The oldest-old are the group in the population that is most dependent on care services. Therefore, they are also most vulnerable to the recent changes in the Nordic care policies and practices. As the traditional Nordic universal and publicly provided care system diversifies, it requires more choices from the care recipient, demands more involvement from family members, decreases the overall care availability and at least in some countries encourages more out-of-pocket paid services. Consequently, the impact on the oldest-old is likely to be significant.

The articles presented in this special section do not primarily concern COVID-19. Still, it is obvious that the pandemic has made many of the societal changes and challenges ahead more visible, such as the ageing of our population and the profound social inequalities.
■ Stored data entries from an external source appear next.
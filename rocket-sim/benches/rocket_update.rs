// Copyright 2025 John Brosnihan
//
// Licensed under the Apache License, Version 2.0 (the "License");
// you may not use this file except in compliance with the License.
// You may obtain a copy of the License at
//
//     http://www.apache.org/licenses/LICENSE-2.0
//
// Unless required by applicable law or agreed to in writing, software
// distributed under the License is distributed on an "AS IS" BASIS,
// WITHOUT WARRANTIES OR CONDITIONS OF ANY KIND, either express or implied.
// See the License for the specific language governing permissions and
// limitations under the License.
//! Benchmarks for a full rocket frame
//!
//! These benchmarks measure:
//! - Per-frame cost as the part count grows
//! - Input handling cost when the torque direction is pushed to every wheel

use criterion::{black_box, criterion_group, criterion_main, BenchmarkId, Criterion, Throughput};
use rocket_sim::components::{
    FuelComponent, GeometryComponent, ParticleComponent, ThrottleState, ThrustComponent,
    TorqueAxis, TorqueComponent,
};
use rocket_sim::physics::{BodyHandle, RecordingPhysics};
use rocket_sim::Rocket;

/// Rocket with `count` parts, every part carrying every updatable component
fn build_rocket(count: usize) -> Rocket {
    let mut rocket = Rocket::new(1.0);
    for i in 0..count {
        rocket
            .part_builder()
            .with(GeometryComponent::new(BodyHandle(i as u64)))
            .and_then(|part| part.with(FuelComponent::new(1.0e9)))
            .and_then(|part| part.with(ThrustComponent::new(100.0, 1.0)))
            .and_then(|part| part.with(TorqueComponent::new(0.5, 0.9)))
            .and_then(|part| part.with(ParticleComponent::exhaust("Fire")))
            .and_then(|part| part.attach())
            .expect("bench part");
    }
    rocket.set_throttle_state(ThrottleState::Up);
    rocket.add_torque_axis(TorqueAxis::PitchUp);
    rocket
}

/// Benchmark: one update pass for N parts
fn bench_rocket_update(c: &mut Criterion) {
    let _ = env_logger::builder().is_test(true).try_init();
    let mut group = c.benchmark_group("rocket_update");

    for part_count in [1, 10, 100, 1000].iter() {
        group.throughput(Throughput::Elements(*part_count as u64));

        group.bench_with_input(
            BenchmarkId::new("frame", part_count),
            part_count,
            |b, &count| {
                let mut rocket = build_rocket(count);
                let mut physics = RecordingPhysics::new();
                b.iter(|| {
                    rocket.update(black_box(1.0 / 60.0), &mut physics);
                    physics.clear_requests();
                });
            },
        );
    }

    group.finish();
}

/// Benchmark: key down and key up with N wheels attached
fn bench_torque_input(c: &mut Criterion) {
    let mut group = c.benchmark_group("torque_input");

    for part_count in [10, 1000].iter() {
        group.bench_with_input(
            BenchmarkId::new("press_release", part_count),
            part_count,
            |b, &count| {
                let mut rocket = build_rocket(count);
                b.iter(|| {
                    rocket.add_torque_axis(black_box(TorqueAxis::YawLeft));
                    rocket.remove_torque_axis(black_box(TorqueAxis::YawLeft));
                });
            },
        );
    }

    group.finish();
}

criterion_group!(benches, bench_rocket_update, bench_torque_input);
criterion_main!(benches);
Given that the pandemic in terms of number of deaths hit particularly older people, and the fact that many actions taken by authorities lead to an accentuated risk of social exclusion for older people, discussions on the design of our health care and long-term care systems came to the forefront. Not least regarding the quality and provision of care for older people which is a key focus of attention in this special section. The issue of socioeconomic inequalities was also highlighted by the pandemic, since well-known pre-existing inequalities became intertwined with COVID-19 inequalities to a large extent (Bambra et al. 2020). Therefore, we believe that the discussions and conclusions of these articles, that in a multitude of ways explore social inequalities in ageing, have bearing also on the post-COVID era. These societal challenges are by no means exclusive to the Nordic countries. Instead ageing populations and inequalities are world-wide phenomena and hopefully the collection of articles presented here can shed light on important aspects of ageing and social inequalities relevant also to this larger scene.